Giovedì 8 giugno, alla Casa della Conoscenza di Casalecchio di Reno, presenteremo Meccanoscritto per la prima volta in terra emiliana. Tre giorni più tardi, alla festa di Letteraria, lo porteremo a Roma per la seconda volta.
In questi primi due mesi, il nostro romanzo ipercollettivo e operaio ha viaggiato soprattutto in territorio milanese, tra presidi e circoli, biblioteche e sedi sindacali. Nelle utlime settimane, però, stanno arrivando inviti da varie zone d’Italia e anche le recensioni si vanno accumulando, segno che un testo così particolare aveva bisogno di un tempo di maturazione più lungo rispetto a un classico libro “di narrativa”.
Di seguito, pubblichiamo alcuni estratti dalla rassegna stampa raccolta fin qui, con i link agli articoli integrali.

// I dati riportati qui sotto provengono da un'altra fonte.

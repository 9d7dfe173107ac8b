//! End-to-end tests of the `fwrap` binary. Every test runs with an isolated
//! HOME and only exercises paths that need no network.

use assert_cmd::Command;
use predicates::prelude::*;
use std::fs;
use std::path::Path;
use tempfile::TempDir;

#[allow(deprecated)]
fn fwrap(home: &Path, workdir: &Path) -> Command {
    let mut cmd = Command::cargo_bin("fwrap").unwrap();
    cmd.current_dir(workdir)
        .env("HOME", home)
        .env_remove("ETHERSCAN_API_KEY")
        .env_remove("FWRAP_RPC_URL")
        .env_remove("FWRAP_CHAIN_ID")
        .env_remove("RUST_LOG");
    cmd
}

fn setup() -> (TempDir, std::path::PathBuf, std::path::PathBuf) {
    let temp = TempDir::new().unwrap();
    let home = temp.path().join("home");
    let project = temp.path().join("project");
    fs::create_dir_all(&home).unwrap();
    fs::create_dir_all(project.join("script")).unwrap();
    fs::write(project.join("foundry.toml"), "[profile.default]\n").unwrap();
    (temp, home, project)
}

const SCRIPT: &str = r#"// SPDX-License-Identifier: MIT
pragma solidity ^0.8.0;

import {Script} from "forge-std/Script.sol";

contract Approve is Script {
    function run(address token, address spender) external {
        // @IERC20 in a comment stays as is
        @IERC20(token).approve(spender, type(uint256).max);
    }
}
"#;

#[test]
fn test_help_lists_commands() {
    let (_temp, home, project) = setup();
    fwrap(&home, &project)
        .arg("--help")
        .assert()
        .success()
        .stdout(predicate::str::contains("process"))
        .stdout(predicate::str::contains("clear-cache"))
        .stdout(predicate::str::contains("sync-presets"));
}

#[test]
fn test_process_dry_run_prints_rewrite() {
    let (_temp, home, project) = setup();
    let script = project.join("script").join("Approve.s.sol");
    fs::write(&script, SCRIPT).unwrap();

    fwrap(&home, &project)
        .args(["process", "script/Approve.s.sol", "--dry-run"])
        .assert()
        .success()
        .stdout(predicate::str::contains("📦 IERC20 (preset)"))
        .stdout(predicate::str::contains(
            "import {IERC20} from \"interfaces/IERC20.sol\";",
        ))
        .stdout(predicate::str::contains("        IERC20(token).approve("))
        .stdout(predicate::str::contains("// @IERC20 in a comment stays as is"));

    assert_eq!(fs::read_to_string(&script).unwrap(), SCRIPT);
    assert!(!project.join("interfaces").exists());
}

#[test]
fn test_process_writes_script_and_interface() {
    let (_temp, home, project) = setup();
    let script = project.join("script").join("Approve.s.sol");
    fs::write(&script, SCRIPT).unwrap();

    fwrap(&home, &project)
        .args(["process", "script/Approve.s.sol", "--scope", "local"])
        .assert()
        .success();

    let rewritten = fs::read_to_string(&script).unwrap();
    assert!(rewritten.contains("import {Script} from \"forge-std/Script.sol\";\nimport {IERC20} from \"interfaces/IERC20.sol\";\n"));
    assert!(!rewritten.contains("@IERC20("));
    let interface = fs::read_to_string(project.join("interfaces").join("IERC20.sol")).unwrap();
    assert!(interface.contains("interface IERC20 {"));

    fwrap(&home, &project)
        .args(["list", "--scope", "local"])
        .assert()
        .success()
        .stdout(predicate::str::contains("IERC20#1"));

    // Running again is a no-op
    fwrap(&home, &project)
        .args(["process", "script/Approve.s.sol"])
        .assert()
        .success()
        .stdout(predicate::str::contains("No interface directives found"));
    assert_eq!(fs::read_to_string(&script).unwrap(), rewritten);
}

#[test]
fn test_malformed_addresses_are_reported_together() {
    let (_temp, home, project) = setup();
    fs::write(
        project.join("Bad.s.sol"),
        "contract A {\n    @DAI(0x1234) a;\n    @USDC(0x12) b;\n}\n",
    )
    .unwrap();

    fwrap(&home, &project)
        .args(["process", "Bad.s.sol"])
        .assert()
        .failure()
        .stderr(predicate::str::contains(
            "Bad.s.sol:2:10: malformed address `0x1234` for @DAI",
        ))
        .stderr(predicate::str::contains("Bad.s.sol:3:11: malformed address `0x12` for @USDC"))
        .stderr(predicate::str::contains("2 malformed directive(s)"));
}

#[test]
fn test_conflicting_addresses_fail() {
    let (_temp, home, project) = setup();
    fs::write(
        project.join("Conflict.s.sol"),
        "@T(0x6B175474E89094C44Da98b954EedeAC495271d0F); @T(0xA0b86991c6218b36c1d19D4a2e9Eb0cE3606eB48);",
    )
    .unwrap();

    fwrap(&home, &project)
        .args(["process", "Conflict.s.sol", "--dry-run"])
        .assert()
        .failure()
        .stderr(predicate::str::contains("bound to two different addresses"));
}

#[test]
fn test_missing_file() {
    let (_temp, home, project) = setup();
    fwrap(&home, &project)
        .args(["process", "Nope.s.sol"])
        .assert()
        .failure()
        .stderr(predicate::str::contains("File not found"));
}

#[test]
fn test_presets_and_sync() {
    let (_temp, home, project) = setup();
    let presets = home.join(".fwrap").join("presets");
    fs::create_dir_all(&presets).unwrap();
    fs::write(
        presets.join("IVault.sol"),
        "interface IVault { function totalAssets() external view returns (uint256); }\n",
    )
    .unwrap();

    fwrap(&home, &project)
        .arg("sync-presets")
        .assert()
        .success()
        .stdout(predicate::str::contains("Synced 6 preset(s) (1 from"));

    fwrap(&home, &project)
        .arg("presets")
        .assert()
        .success()
        .stdout(predicate::str::contains("IERC20 (built-in)"))
        .stdout(predicate::str::contains("• IVault\n"));
}

#[test]
fn test_config_masks_api_key() {
    let (_temp, home, project) = setup();
    fs::write(project.join("fwrap.toml"), "[rpc]\nchain_id = 8453\n").unwrap();

    fwrap(&home, &project)
        .env("ETHERSCAN_API_KEY", "TOPSECRET1234")
        .arg("config")
        .assert()
        .success()
        .stdout(predicate::str::contains("8453"))
        .stdout(predicate::str::contains("*********1234"))
        .stdout(predicate::str::contains("TOPSECRET").not());
}

#[test]
fn test_clear_cache_with_confirmation() {
    let (_temp, home, project) = setup();
    fs::write(project.join("P.s.sol"), "@IWETH w;").unwrap();
    fwrap(&home, &project).args(["process", "P.s.sol"]).assert().success();

    fwrap(&home, &project)
        .args(["clear-cache"])
        .write_stdin("n\n")
        .assert()
        .success()
        .stdout(predicate::str::contains("Aborted"));

    fwrap(&home, &project)
        .args(["clear-cache", "--yes"])
        .assert()
        .success()
        .stdout(predicate::str::contains("Removed 1 cached interface(s) from the global cache"));
}
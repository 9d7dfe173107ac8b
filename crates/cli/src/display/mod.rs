pub mod formatter;

pub use formatter::{format_cache_entry, format_interface, format_parse_error, origin_icon};
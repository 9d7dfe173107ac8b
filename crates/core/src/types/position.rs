use serde::{Deserialize, Serialize};
use std::fmt;

/// Zero-based line/character position in a source file
#[derive(Debug, Clone, Copy, PartialEq, Eq, PartialOrd, Ord, Hash, Serialize, Deserialize)]
pub struct Position {
    pub line: u32,
    pub character: u32,
}

impl Position {
    pub fn new(line: u32, character: u32) -> Self {
        Self { line, character }
    }
}

impl fmt::Display for Position {
    /// One-based `line:column`, the way editors and compilers print locations
    fn fmt(&self, f: &mut fmt::Formatter<'_>) -> fmt::Result {
        write!(f, "{}:{}", self.line + 1, self.character + 1)
    }
}

/// Byte range into the original text, inclusive-exclusive
#[derive(Debug, Clone, Copy, PartialEq, Eq, PartialOrd, Ord, Hash, Serialize, Deserialize)]
pub struct Span {
    pub start: usize,
    pub end: usize,
}

impl Span {
    pub fn new(start: usize, end: usize) -> Self {
        debug_assert!(start <= end);
        Self { start, end }
    }

    pub fn len(&self) -> usize {
        self.end - self.start
    }

    pub fn is_empty(&self) -> bool {
        self.start == self.end
    }

    pub fn slice<'a>(&self, text: &'a str) -> &'a str {
        &text[self.start..self.end]
    }
}

/// Maps byte offsets to line/character positions
#[derive(Debug, Clone)]
pub struct LineIndex {
    line_starts: Vec<usize>,
}

impl LineIndex {
    pub fn new(text: &str) -> Self {
        let mut line_starts = vec![0];
        line_starts.extend(
            text.bytes()
                .enumerate()
                .filter(|(_, b)| *b == b'\n')
                .map(|(i, _)| i + 1),
        );
        Self { line_starts }
    }

    /// Character column is counted in chars, not bytes.
    pub fn position(&self, text: &str, offset: usize) -> Position {
        let line = match self.line_starts.binary_search(&offset) {
            Ok(line) => line,
            Err(next) => next - 1,
        };
        let line_start = self.line_starts[line];
        let character = text[line_start..offset].chars().count();
        Position::new(line as u32, character as u32)
    }
}

#[cfg(test)]
mod tests {
    use super::*;

    #[test]
    fn test_line_index_positions() {
        let text = "pragma solidity ^0.8.0;\n\ncontract A {\n    @DAI x;\n}\n";
        let index = LineIndex::new(text);
        let offset = text.find('@').unwrap();
        let position = index.position(text, offset);
        assert_eq!(position, Position::new(3, 4));
        assert_eq!(position.to_string(), "4:5");
        assert_eq!(index.position(text, 0), Position::new(0, 0));
    }

    #[test]
    fn test_span_slice() {
        let text = "abc @DAI def";
        let span = Span::new(4, 8);
        assert_eq!(span.slice(text), "@DAI");
        assert_eq!(span.len(), 4);
        assert!(!span.is_empty());
    }
}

Altro materiale (podcast di interviste, pdf di quotidiani, servizi televisivi) si trova sul sito di Ivan Brentari.
Buona Lettura.
«Leggere la crisi del presente in controluce, la luce della storia delle lotte. È l’obiettivo felicemente raggiunto da Meccanoscritto (Edizioni Alegre, 2017), un libro collettivo a firma del Collettivo MetalMente con Wu Ming 2 e Ivan Brentari. Un testo sperimentale figlio di un prezioso e faticoso lavoro di scrittura che tiene insieme due epoche e incrocia racconti individuali e collettivi, «infrastorie» raccontante attraverso documenti, giornali, testimonianze, dialoghi e narrativa.»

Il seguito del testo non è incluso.